Media outlets across the country hyped “sleeper cells” discovered in Detroit in 2002 and Lodi, California, in 2005. Two men in Detroit were convicted in 2003 but had their sentences subsequently suspended (and the US Attorney was indicted) when it was revealed that the US Attorney concealed exculpatory evidence. In Lodi another FBI informant, who was paid $250,000 for his work, appears to have acted as an agent provocateur with father and son Umer and Hamid Hayat. The government succeeded in getting a conviction of the son using the contradictory and misleading confessions of the Hayats–both of whom sought to cooperate with investigators. (The father went so far as to claim that his son trained in a basement, including doing pole-vaulting exercises. When the FBI interviewer commented that the basement ceiling must have been very high, the father concurred.) A longtime FBI agent was going to testify for the Hayats’ defense that this was “the most derelict and juvenile investigation” he had ever seen the FBI put forth, but the court disallowed the testimony.

Then there is the case of “terrorist leader” and University of South Florida professor Sami Al-Arian, detailed by Alexander Cockburn in The Nation [“The Persecution of Sami Al-Arian,” March 19, 2007; “The Ongoing Persecution of Sami Al-Arian,” July 21, 2008]. After more than a decade of surveillance, years of solitary confinement and a six-month trial that cost $50 million, the jury acquitted Al-Arian on the eight most serious charges (and deadlocked on the rest).
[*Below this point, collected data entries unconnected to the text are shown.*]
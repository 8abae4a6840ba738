//! Procedural arena layout and spawn placement.

use rand::Rng;

use skirmish_core::game::Color;

use crate::config::SimConfig;
use crate::geometry::{Rect, Vec2};
use crate::obstacle::Obstacle;
use crate::world::EntityIds;

/// Obstacle-free zones around the two duel spawn points.
pub fn spawn_zones(config: &SimConfig) -> [Rect; 2] {
    let r = config.map_radius;
    let w = config.spawn_zone_width;
    let h = config.spawn_zone_height;
    [
        Rect::new(-r, -h / 2.0, w, h),
        Rect::new(r - w, -h / 2.0, w, h),
    ]
}

/// Fixed spawn point for a duel seat (0 = left, 1 = right).
pub fn duel_spawn(slot: usize, config: &SimConfig) -> Option<Vec2> {
    let x = config.map_radius - config.duel_spawn_inset;
    match slot {
        0 => Some(Vec2::new(-x, 0.0)),
        1 => Some(Vec2::new(x, 0.0)),
        _ => None,
    }
}

/// Generate a fresh obstacle layout.
///
/// Each obstacle gets a bounded number of placement attempts; one that cannot
/// be placed without touching a spawn zone or an earlier obstacle is skipped.
pub fn generate_obstacles(
    config: &SimConfig,
    ids: &mut EntityIds,
    rng: &mut impl Rng,
) -> Vec<Obstacle> {
    let base = Color::rgb(
        rng.random_range(0..255),
        rng.random_range(0..255),
        rng.random_range(0..255),
    );
    let palette = [base, base.complement()];

    let zones = spawn_zones(config);
    let r = config.map_radius;
    let count = config.obstacle_count();
    let mut placed: Vec<Obstacle> = Vec::with_capacity(count);

    for _ in 0..count {
        let found = (0..config.obstacle_attempts).find_map(|_| {
            let w = sample_size(config, rng);
            let h = sample_size(config, rng);
            let x = -r + w / 2.0 + rng.random::<f32>() * (2.0 * r - w);
            let y = -r + h / 2.0 + rng.random::<f32>() * (2.0 * r - h);
            let rect = Rect::new(x, y, w, h);
            let blocked = zones.iter().any(|z| rect.overlaps(z))
                || placed
                    .iter()
                    .any(|o| rect.overlaps(&Rect::new(o.x, o.y, o.w, o.h)));
            (!blocked).then_some(rect)
        });
        match found {
            Some(rect) => {
                let color = palette[usize::from(rng.random_bool(0.5))];
                placed.push(Obstacle::wall(ids.next_id(), rect, color));
            },
            None => {
                tracing::debug!(
                    attempts = config.obstacle_attempts,
                    "Skipped obstacle with no free position"
                );
            },
        }
    }
    placed
}

fn sample_size(config: &SimConfig, rng: &mut impl Rng) -> f32 {
    if config.obstacle_max_size > config.obstacle_min_size {
        rng.random_range(config.obstacle_min_size..config.obstacle_max_size)
    } else {
        config.obstacle_min_size
    }
}

/// Find a random point inside the arena where a circle of `radius` touches no
/// obstacle. Falls back to the arena center once the attempt budget is spent.
pub fn random_spawn(
    radius: f32,
    obstacles: &[Obstacle],
    config: &SimConfig,
    rng: &mut impl Rng,
) -> Vec2 {
    let max_dist = (config.map_radius - radius).max(0.0);
    for _ in 0..config.spawn_attempts {
        let angle = rng.random::<f32>() * std::f32::consts::TAU;
        let dist = rng.random::<f32>() * max_dist;
        let p = Vec2::from_angle(angle) * dist;
        if !obstacles.iter().any(|o| o.intersects_circle(p, radius)) {
            return p;
        }
    }
    Vec2::ZERO
}

#[cfg(test)]
mod tests {
    use super::*;
    use rand::SeedableRng;
    use rand::rngs::StdRng;

    use crate::geometry::circle_intersects_rect;
    use crate::obstacle::ObstacleKind;

    fn generate(seed: u64, config: &SimConfig) -> Vec<Obstacle> {
        let mut rng = StdRng::seed_from_u64(seed);
        let mut ids = EntityIds::default();
        generate_obstacles(config, &mut ids, &mut rng)
    }

    #[test]
    fn obstacles_avoid_spawn_zones_and_each_other() {
        let config = SimConfig::default();
        let zones = spawn_zones(&config);
        for seed in 0..20 {
            let obstacles = generate(seed, &config);
            assert!(obstacles.len() <= config.obstacle_count());
            assert!(!obstacles.is_empty(), "Seed {seed} placed nothing");
            for (i, a) in obstacles.iter().enumerate() {
                let ra = Rect::new(a.x, a.y, a.w, a.h);
                assert!(a.w >= 50.0 && a.w < 250.0);
                assert!(a.h >= 50.0 && a.h < 250.0);
                assert!(matches!(a.kind, ObstacleKind::Wall));
                for z in &zones {
                    assert!(!ra.overlaps(z), "Obstacle {i} overlaps a spawn zone");
                }
                for b in &obstacles[i + 1..] {
                    assert!(!ra.overlaps(&Rect::new(b.x, b.y, b.w, b.h)));
                }
            }
        }
    }

    #[test]
    fn obstacles_use_two_complementary_colors() {
        let obstacles = generate(3, &SimConfig::default());
        let first = obstacles[0].color;
        for o in &obstacles {
            assert!(o.color == first || o.color == first.complement());
        }
    }

    #[test]
    fn obstacle_ids_are_unique() {
        let obstacles = generate(11, &SimConfig::default());
        let mut ids: Vec<_> = obstacles.iter().map(|o| o.id).collect();
        ids.sort_unstable();
        ids.dedup();
        assert_eq!(ids.len(), obstacles.len());
    }

    #[test]
    fn crowded_arena_omits_unplaceable_obstacles() {
        // Tiny arena, huge obstacles: most placements must fail without erroring.
        let config = SimConfig {
            map_radius: 300.0,
            obstacle_unit: 10.0,
            obstacle_min_size: 200.0,
            obstacle_max_size: 250.0,
            ..SimConfig::default()
        };
        let obstacles = generate(5, &config);
        assert!(obstacles.len() < config.obstacle_count());
    }

    #[test]
    fn duel_spawns_sit_inside_spawn_zones() {
        let config = SimConfig::default();
        let zones = spawn_zones(&config);
        let left = duel_spawn(0, &config).unwrap();
        let right = duel_spawn(1, &config).unwrap();
        assert_eq!(left, Vec2::new(-950.0, 0.0));
        assert_eq!(right, Vec2::new(950.0, 0.0));
        assert!(circle_intersects_rect(left, 1.0, &zones[0]));
        assert!(circle_intersects_rect(right, 1.0, &zones[1]));
        assert!(duel_spawn(2, &config).is_none());
    }

    #[test]
    fn random_spawn_avoids_obstacles() {
        let config = SimConfig::default();
        let mut rng = StdRng::seed_from_u64(42);
        let obstacles = generate(42, &config);
        for _ in 0..50 {
            let p = random_spawn(22.0, &obstacles, &config, &mut rng);
            assert!(p.length() <= 1000.0 - 22.0);
            assert!(obstacles.iter().all(|o| !o.intersects_circle(p, 22.0)));
        }
    }

    #[test]
    fn random_spawn_falls_back_to_center() {
        let config = SimConfig::default();
        let mut ids = EntityIds::default();
        // One wall covering the whole arena.
        let blanket = Obstacle::wall(
            ids.next_id(),
            Rect::new(-2000.0, -2000.0, 4000.0, 4000.0),
            Color::RED,
        );
        let mut rng = StdRng::seed_from_u64(1);
        assert_eq!(random_spawn(20.0, &[blanket], &config, &mut rng), Vec2::ZERO);
    }
}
The government pushed Al-Arian into taking a plea on one count and then reneged on its agreement by subpoenaing him before a grand jury. Refusing to appear, Al-Arian now faces contempt-of-court charges brought by the Assistant US Attorney for the Eastern District of Virginia. Judge Leonie Brinkema is considering dismissing the case. In early March, she questioned the US Attorney’s actions in Al-Arian’s plea agreement: “I think there’s something more important here, and that’s the integrity of the Justice Department.”

In his confirmation hearing, Attorney General-nominee Eric Holder unequivocally declared that “Guantánamo will be closed,” yet simultaneously pledged to “fight terrorism with every available tool.” It is important to close a renegade prison in a remote corner of Cuba. But it is just as important, if much harder, to look at ourselves at home. It is here, in Lower Manhattan, Minneapolis and Miami, in our Justice Department, where we must shift the ground. It is here where US citizens and residents–in our federal court system and under our watch–await trial, often facing secret and specious evidence under inhumane conditions that rise to the level of cruel and unusual punishment. The task of ending Guantánamo requires that we examine and rebuild the political and judicial systems within our borders–to reform the Justice Department, the courts and prison policy. We would be wise to heed former Chief Justice Earl Warren’s warning about the dangers lurking in our judicial processes: “It would indeed be ironic,” Warren cautioned in 1967, “if, in the name of national defense, we would sanction the subversion of…those liberties…which [make] the defense of the nation worthwhile.”